Richard Soley, executive director of the Industrial Internet Consortium, points out that we are using energy grids that haven’t change in 65 years, and jet engines that have 20 years worth of flight data that don’t sync with airport WiFi to transfer that information.
Even a minor advancement in the IIoT could lead to major benefits. A 2012 report from GE states that 46% of the world’s gross domestic product is impacted by the Industrial Internet, which translates into $32.3 trillion. If the IIoT could increase savings from efficiency by just a single percentage point, billions of dollars could be saved.

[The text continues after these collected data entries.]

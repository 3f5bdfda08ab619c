//! Services module - the harvesting components driven by the control loop.
//!
//! Every component is a plain function (or, for the navigator, a small
//! struct) over a [`HarvestContext`] and the run's [`Session`](crate::session::Session).
//! None of them talks to a game client directly; all world access goes
//! through the [`World`] capability trait, and all waiting goes through
//! [`RunControl`] so pause and stop are observed everywhere.
//!
//! # Components
//!
//! - [`tools`]: is a harvesting tool equipped?
//! - [`scanner`]: candidate harvest tiles around the avatar
//! - [`depletion`]: spots known to be empty from the current standing spot
//! - [`harvest`]: one attempt against one tile, plus journal classification
//! - [`converter`]: raw material into its lighter processed form
//! - [`capacity`]: overweight detection, offloading and unload trips
//! - [`navigator`]: wrapping route cursor and rune book travel

pub mod capacity;
pub mod converter;
pub mod depletion;
pub mod harvest;
pub mod navigator;
pub mod scanner;
pub mod tools;

pub use capacity::{CapacityResolution, is_over_capacity};
pub use depletion::DepletionCache;
pub use harvest::{Feedback, HarvestOutcome, classify};
pub use navigator::WaypointNavigator;
pub use scanner::scan;
pub use tools::resolve_tool;

use crate::metrics::HarvestMetrics;
use crate::models::{HarvestProfile, HarvestSettings, RunConfig};
use crate::state::{RunControl, StatusManager};
use crate::world::World;

/// Borrowed view of everything a component needs except the session.
#[derive(Clone, Copy)]
pub struct HarvestContext<'a> {
    pub world: &'a dyn World,
    pub control: &'a RunControl,
    pub settings: &'a HarvestSettings,
    pub profile: &'a HarvestProfile,
    pub config: &'a RunConfig,
    pub status: &'a StatusManager,
    pub metrics: &'a HarvestMetrics,
}

impl HarvestContext<'_> {
    /// User-facing message: log it, echo it in the world, publish it as status.
    pub fn say(&self, text: &str) {
        tracing::info!("{}", text);
        self.world.system_message(text);
        self.status.announce(text);
    }
}
//! Harvest Control Loop.
//!
//! [`HarvestController`] owns the world handle, the run configuration and the
//! per-run [`Session`], and drives one tick at a time:
//!
//! 1. Wait while paused; refresh position and load; clear the depletion
//!    cache if the avatar moved.
//! 2. No tool: announce it and force-pause.
//! 3. Over capacity: convert, offload, and if needed unload at home.
//! 4. Scan; an empty scan means the site is exhausted.
//! 5. Attempt every tile in scan order; zero successes also exhausts the site.
//!
//! Leaving a site relieves the load first, then travels to the next stop.

use crate::config::ConfigManager;
use crate::error::HarvestResult;
use crate::metrics::HarvestMetrics;
use crate::models::{HarvestProfile, HarvestSettings, LoopPhase, RunConfig, RunMode, Serial, TravelStyle};
use crate::services::{
    CapacityResolution, HarvestContext, HarvestOutcome, capacity, harvest, is_over_capacity, resolve_tool,
    scan,
};
use crate::session::Session;
use crate::state::{RunControl, StatusManager};
use crate::world::World;
use std::sync::Arc;

/// What a single tick ended with.
#[derive(Debug, Clone, Copy, PartialEq, Eq)]
pub enum TickReport {
    /// No tool equipped; the run was paused
    NoTool,
    OverCapacity(CapacityResolution),
    /// Nothing left here; `traveled` tells whether the next stop was reached
    SiteExhausted { traveled: bool },
    /// Capacity was reached partway through the tile batch
    CapacityReached { successes: usize },
    Harvested { successes: usize },
}

pub struct HarvestController<W: World> {
    world: W,
    control: RunControl,
    settings: HarvestSettings,
    profile: HarvestProfile,
    config_manager: ConfigManager,
    config: RunConfig,
    status: StatusManager,
    metrics: Arc<HarvestMetrics>,
    session: Session,
}

impl<W: World> HarvestController<W> {
    /// Build a controller, loading the avatar's saved run configuration.
    pub fn new(world: W, control: RunControl, settings: HarvestSettings, config_manager: ConfigManager) -> Self {
        let config = config_manager.load_run_config();
        Self::with_config(world, control, settings, config_manager, config)
    }

    /// Build a controller around an already loaded configuration.
    pub fn with_config(
        world: W,
        control: RunControl,
        settings: HarvestSettings,
        config_manager: ConfigManager,
        config: RunConfig,
    ) -> Self {
        let session = Session::new(config.route());
        let status = StatusManager::new();
        status.set_mode(control.mode());
        status.set_waypoint(session.navigator.cursor(), session.navigator.route().len());

        Self {
            world,
            control,
            settings,
            profile: HarvestProfile::lumber(),
            config_manager,
            config,
            status,
            metrics: Arc::new(HarvestMetrics::new()),
            session,
        }
    }

    pub fn with_profile(mut self, profile: HarvestProfile) -> Self {
        self.profile = profile;
        self
    }

    pub fn world(&self) -> &W {
        &self.world
    }

    pub fn control(&self) -> &RunControl {
        &self.control
    }

    pub fn config(&self) -> &RunConfig {
        &self.config
    }

    pub fn session(&self) -> &Session {
        &self.session
    }

    pub fn status(&self) -> &StatusManager {
        &self.status
    }

    pub fn metrics(&self) -> Arc<HarvestMetrics> {
        Arc::clone(&self.metrics)
    }

    // Configuration operations; each one persists immediately.

    /// Switch travel style, replacing home and stops together.
    pub fn set_travel_style(&mut self, style: TravelStyle) -> HarvestResult<()> {
        self.config_manager
            .update(&mut self.config, |config| config.travel_style = style)?;
        self.session.navigator.set_route(self.config.route());
        self.status.set_waypoint(
            self.session.navigator.cursor(),
            self.session.navigator.route().len(),
        );
        tracing::info!("Travel style set to {}", style.label());
        Ok(())
    }

    pub fn set_travel_source(&mut self, book: Option<Serial>) -> HarvestResult<()> {
        self.config_manager
            .update(&mut self.config, |config| config.travel_source = book)
    }

    pub fn set_drop_container(&mut self, container: Option<Serial>) -> HarvestResult<()> {
        self.config_manager
            .update(&mut self.config, |config| config.drop_container = container)
    }

    pub fn set_secondary_carrier(&mut self, carrier: Option<Serial>) -> HarvestResult<()> {
        self.config_manager
            .update(&mut self.config, |config| config.secondary_carrier = carrier)
    }

    /// Flip carrier offloading on or off, returning the new setting.
    pub fn toggle_secondary_carrier(&mut self) -> HarvestResult<bool> {
        self.config_manager.update(&mut self.config, |config| {
            config.use_secondary_carrier = !config.use_secondary_carrier
        })?;
        Ok(self.config.use_secondary_carrier)
    }

    /// Run ticks until the control flag is stopped.
    ///
    /// The status snapshot starts fresh for every run.
    pub async fn run(&mut self) -> HarvestResult<()> {
        self.status.reset();
        self.status.set_mode(self.control.mode());
        self.status.set_waypoint(
            self.session.navigator.cursor(),
            self.session.navigator.route().len(),
        );
        tracing::info!(
            "Harvest loop started ({} travel, {} stops)",
            self.config.travel_style.label(),
            self.session.navigator.route().len()
        );

        loop {
            match self.tick().await {
                Ok(report) => tracing::debug!("Tick finished: {:?}", report),
                Err(e) if e.is_stopped() => break,
                Err(e) => {
                    tracing::error!("Harvest loop failed: {}", e);
                    return Err(e);
                }
            }
        }

        self.session.clear_mark(&self.world);
        self.status.set_mode(RunMode::Stopped);
        self.status.set_phase(LoopPhase::Paused);
        tracing::info!("Harvest loop stopped");
        self.metrics.log_summary();
        Ok(())
    }

    /// One pass of the loop; see the module docs for the order of checks.
    pub async fn tick(&mut self) -> HarvestResult<TickReport> {
        let Self {
            world,
            control,
            settings,
            profile,
            config,
            status,
            metrics,
            session,
            ..
        } = self;
        let ctx = HarvestContext {
            world: &*world,
            control: &*control,
            settings: &*settings,
            profile: &*profile,
            config: &*config,
            status: &*status,
            metrics: &**metrics,
        };

        if !control.is_running() {
            status.set_mode(control.mode());
            status.set_phase(LoopPhase::Paused);
        }
        control.checkpoint().await?;
        status.set_mode(RunMode::Running);

        let position = ctx.world.position();
        session.cache.invalidate_on_move(position);
        status.observe(position, ctx.world.load());

        if resolve_tool(ctx.world, ctx.profile).is_none() {
            return Ok(halt_without_tool(&ctx, session));
        }

        if is_over_capacity(ctx.world.load(), settings.overweight_buffer) {
            status.set_phase(LoopPhase::OverCapacity);
            let resolution = capacity::handle_over_capacity(&ctx, session).await?;
            return Ok(TickReport::OverCapacity(resolution));
        }

        status.set_phase(LoopPhase::Scanning);
        let tiles = scan(ctx.world, position, settings.search_radius, &session.cache);
        if tiles.is_empty() {
            ctx.say("No trees nearby. Moving on.");
            let traveled = leave_site(&ctx, session).await?;
            return Ok(TickReport::SiteExhausted { traveled });
        }

        status.set_phase(LoopPhase::Attempting);
        let mut successes = 0;
        for tile in &tiles {
            control.checkpoint().await?;

            match harvest::attempt(&ctx, session, tile).await? {
                HarvestOutcome::NoTool => return Ok(halt_without_tool(&ctx, session)),
                HarvestOutcome::Success => successes += 1,
                HarvestOutcome::Retry | HarvestOutcome::Depleted => {}
            }

            if is_over_capacity(ctx.world.load(), settings.overweight_buffer) {
                return Ok(TickReport::CapacityReached { successes });
            }
        }

        if successes == 0 {
            ctx.say("Trees here are depleted. Moving to the next stop.");
            let traveled = leave_site(&ctx, session).await?;
            return Ok(TickReport::SiteExhausted { traveled });
        }

        control.responsive_wait(settings.tick_rest()).await?;
        Ok(TickReport::Harvested { successes })
    }
}

fn halt_without_tool(ctx: &HarvestContext<'_>, session: &mut Session) -> TickReport {
    session.clear_mark(ctx.world);
    ctx.say(&format!("Equip an {} to continue.", ctx.profile.tool_name));
    ctx.control.pause();
    ctx.status.set_mode(RunMode::Paused);
    ctx.status.set_phase(LoopPhase::Paused);
    TickReport::NoTool
}

/// Relieve the load, unloading at home if needed, then travel to the next stop.
///
/// Returns whether the next stop was reached. A failed travel idles briefly
/// so an unreachable stop does not turn into a tight retry loop.
async fn leave_site(ctx: &HarvestContext<'_>, session: &mut Session) -> HarvestResult<bool> {
    session.clear_mark(ctx.world);
    ctx.status.set_phase(LoopPhase::SiteExhausted);

    let still_over = capacity::relieve(ctx).await?;
    if still_over && !capacity::unload_trip(ctx, session).await? {
        ctx.control.responsive_wait(ctx.settings.idle_wait()).await?;
        return Ok(false);
    }

    ctx.control.responsive_wait(ctx.settings.pre_travel_wait()).await?;
    let traveled = session.navigator.travel_to_next(ctx).await?;
    if !traveled {
        ctx.control.responsive_wait(ctx.settings.idle_wait()).await?;
    }

    ctx.metrics.log_periodic();
    Ok(traveled)
}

Integrating legacy operating systems will be key if we are going to see the Industrial Internet of Things become what we want it to become. The IIoT is active and growing, but if we want things to be in constant communication, independent of human input, we are going to have to figure out how to integrate new technologies with old operating systems.
Many new technologies aren’t designed with old systems in mind, and many of the legacy operating systems aren’t flexible enough to adapt to the new technologies. So old systems are difficult to integrate with new technology. How many old legacy systems can there still be? Well, there are actually lots and lots of legacy systems that are still running. So, the question becomes do we find a way to integrate legacy systems or do we continue to run them, know that they won’t be connected with the IIoT?